The screenplay by Susannah Grant (Erin Brockovich) is a sketchy one indeed, and how it ever escaped its rightful home on the Lifetime network remains a mystery. The humor is poorly integrated into what is essentially a weepy affirmation of detox dogma. Thomas takes mocking potshots at the Twelve Step process – the buzz phrases like "use a feeling word", the rituals of chanting and singing together – but they bounce off harmlessly, as if launched from pea shooters. The rehab program itself is never sent up or skewered, its positive results never questioned; thus the picture never builds up a zesty anti-authoritarian head of steam. Instead, the lion’s share of abuse is heaped on the non-Sandra Bullock individuals enrolled in the program – the "freaks trying to get sober in Deliverance country," as Jasper describes them. A motley collection of sitcom refugees they are, each given one broad characteristic to distinguish him or her from the pack and serve as the focal point for cheap gags. (Except for Gerhardt, played with droll comic timing by Alan Tudyk: he’s gay and a foreigner with a funny accent – double the laughs!)
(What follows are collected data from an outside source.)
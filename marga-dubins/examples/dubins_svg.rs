//! Render the CSC candidates for a query to an SVG file.
//!
//! Plans all feasible Dubins families between two poses, samples each
//! candidate, and draws them with the shortest one highlighted.
//!
//! Run with: `cargo run --example dubins_svg`
//! Output: `dubins_paths.svg` in the working directory

use svg::node::element::{Circle, Polyline};
use svg::Document;

use marga_dubins::{DubinsConfig, DubinsPlanner, Pose2, TurnDirection};

/// Colorblind-friendly family colors (Okabe-Ito).
fn family_color(dir1: TurnDirection, dir2: TurnDirection) -> &'static str {
    use TurnDirection::{Clockwise as Cw, CounterClockwise as Ccw};
    match (dir1, dir2) {
        (Cw, Cw) => "#0072B2",
        (Ccw, Ccw) => "#E69F00",
        (Ccw, Cw) => "#009E73",
        (Cw, Ccw) => "#D55E00",
    }
}

/// 100 pixels per meter, y flipped into screen coordinates.
fn to_screen(pose: &Pose2) -> (f64, f64) {
    (pose.pos.x * 100.0, -pose.pos.y * 100.0)
}

fn polyline_points(poses: &[Pose2]) -> String {
    poses
        .iter()
        .map(|p| {
            let (x, y) = to_screen(p);
            format!("{:.2},{:.2}", x, y)
        })
        .collect::<Vec<_>>()
        .join(" ")
}

fn main() {
    env_logger::init();

    let planner = DubinsPlanner::new(DubinsConfig {
        turning_radius: 1.0,
        sample_resolution: 0.02,
    })
    .expect("valid config");

    let start = Pose2::new(0.0, 0.0, 0.0);
    let goal = Pose2::new(6.0, 3.0, 2.2);

    log::info!("1. Planning Dubins candidates...");
    let paths = planner.plan(start, goal);
    log::info!("   {} of 4 families feasible", paths.len());

    let shortest = planner
        .shortest(start, goal)
        .expect("at least one family feasible");

    log::info!("2. Rendering SVG...");
    let mut document = Document::new().set("viewBox", (-150, -550, 950, 800));

    for path in &paths {
        let is_shortest = path == &shortest;
        let line = Polyline::new()
            .set("points", polyline_points(&planner.sample(path)))
            .set("fill", "none")
            .set("stroke", family_color(path.dir1, path.dir2))
            .set("stroke-width", if is_shortest { 6 } else { 2 })
            .set("stroke-opacity", if is_shortest { 1.0 } else { 0.6 });
        document = document.add(line);

        log::info!(
            "   {}{}: {:.3} m{}",
            path.dir1,
            path.dir2,
            path.length(),
            if is_shortest { "  <- shortest" } else { "" }
        );
    }

    for pose in [&start, &goal] {
        let (x, y) = to_screen(pose);
        document = document.add(
            Circle::new()
                .set("cx", x)
                .set("cy", y)
                .set("r", 8)
                .set("fill", "#000000"),
        );
    }

    svg::save("dubins_paths.svg", &document).expect("Failed to save SVG");
    log::info!("3. Wrote dubins_paths.svg");
}
//! Angle normalization and angular arithmetic.

use std::f64::consts::{PI, TAU};

/// Normalize angle to [-π, π].
///
/// # Example
/// ```
/// use marga_geom::angles::normalize_angle;
/// use std::f64::consts::PI;
///
/// assert!((normalize_angle(3.0 * PI) - PI).abs() < 1e-12);
/// assert!((normalize_angle(-3.0 * PI) - (-PI)).abs() < 1e-12);
/// ```
#[inline]
pub fn normalize_angle(angle: f64) -> f64 {
    let mut a = angle % TAU;
    if a > PI {
        a -= TAU;
    } else if a < -PI {
        a += TAU;
    }
    a
}

/// Normalize angle to [0, 2π).
///
/// # Example
/// ```
/// use marga_geom::angles::normalize_angle_positive;
/// use std::f64::consts::PI;
///
/// assert!((normalize_angle_positive(-PI / 2.0) - 1.5 * PI).abs() < 1e-12);
/// ```
#[inline]
pub fn normalize_angle_positive(angle: f64) -> f64 {
    angle.rem_euclid(TAU)
}

/// Shortest angular difference from angle `a` to angle `b`.
///
/// Returns the signed angle you need to add to `a` to reach `b`,
/// taking the shortest path around the circle.
///
/// # Example
/// ```
/// use marga_geom::angles::angle_diff;
/// use std::f64::consts::PI;
///
/// // From 0 to π/2 is +π/2
/// assert!((angle_diff(0.0, PI / 2.0) - PI / 2.0).abs() < 1e-12);
///
/// // Crossing the ±π boundary takes the short way
/// let diff = angle_diff(PI - 0.1, -PI + 0.1);
/// assert!((diff - 0.2).abs() < 1e-12);
/// ```
#[inline]
pub fn angle_diff(a: f64, b: f64) -> f64 {
    normalize_angle(b - a)
}

/// Linear interpolation between two angles, taking the shortest path.
///
/// `t` should be in [0, 1] where 0 returns `a` and 1 returns `b`.
#[inline]
pub fn angle_lerp(a: f64, b: f64, t: f64) -> f64 {
    normalize_angle(a + angle_diff(a, b) * t)
}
As for the romance, it’s a non-starter. There’s never any doubt that Gwen’s new life will have no place for fellow boozehound Jasper. This leaves us with Viggo Mortenson, who appears to be channeling former Bullock beau Matthew McConaughey as baseball star Eddie Boone, a sex and booze addict who befriends Gwen but never beds her. After twenty-eight false endings – don’t let that swell of music as Gwen drives away from Serenity Glen fool you – 28 Days apparently reaches its predetermined running time and screeches to a halt. This is becoming something of a trend in recent movies – Black and White and Rules of Engagement reach similar narrative cul-de-sacs. In each case, we are left wondering: "If they were just going to end this thing randomly – couldn’t they have done it sooner?"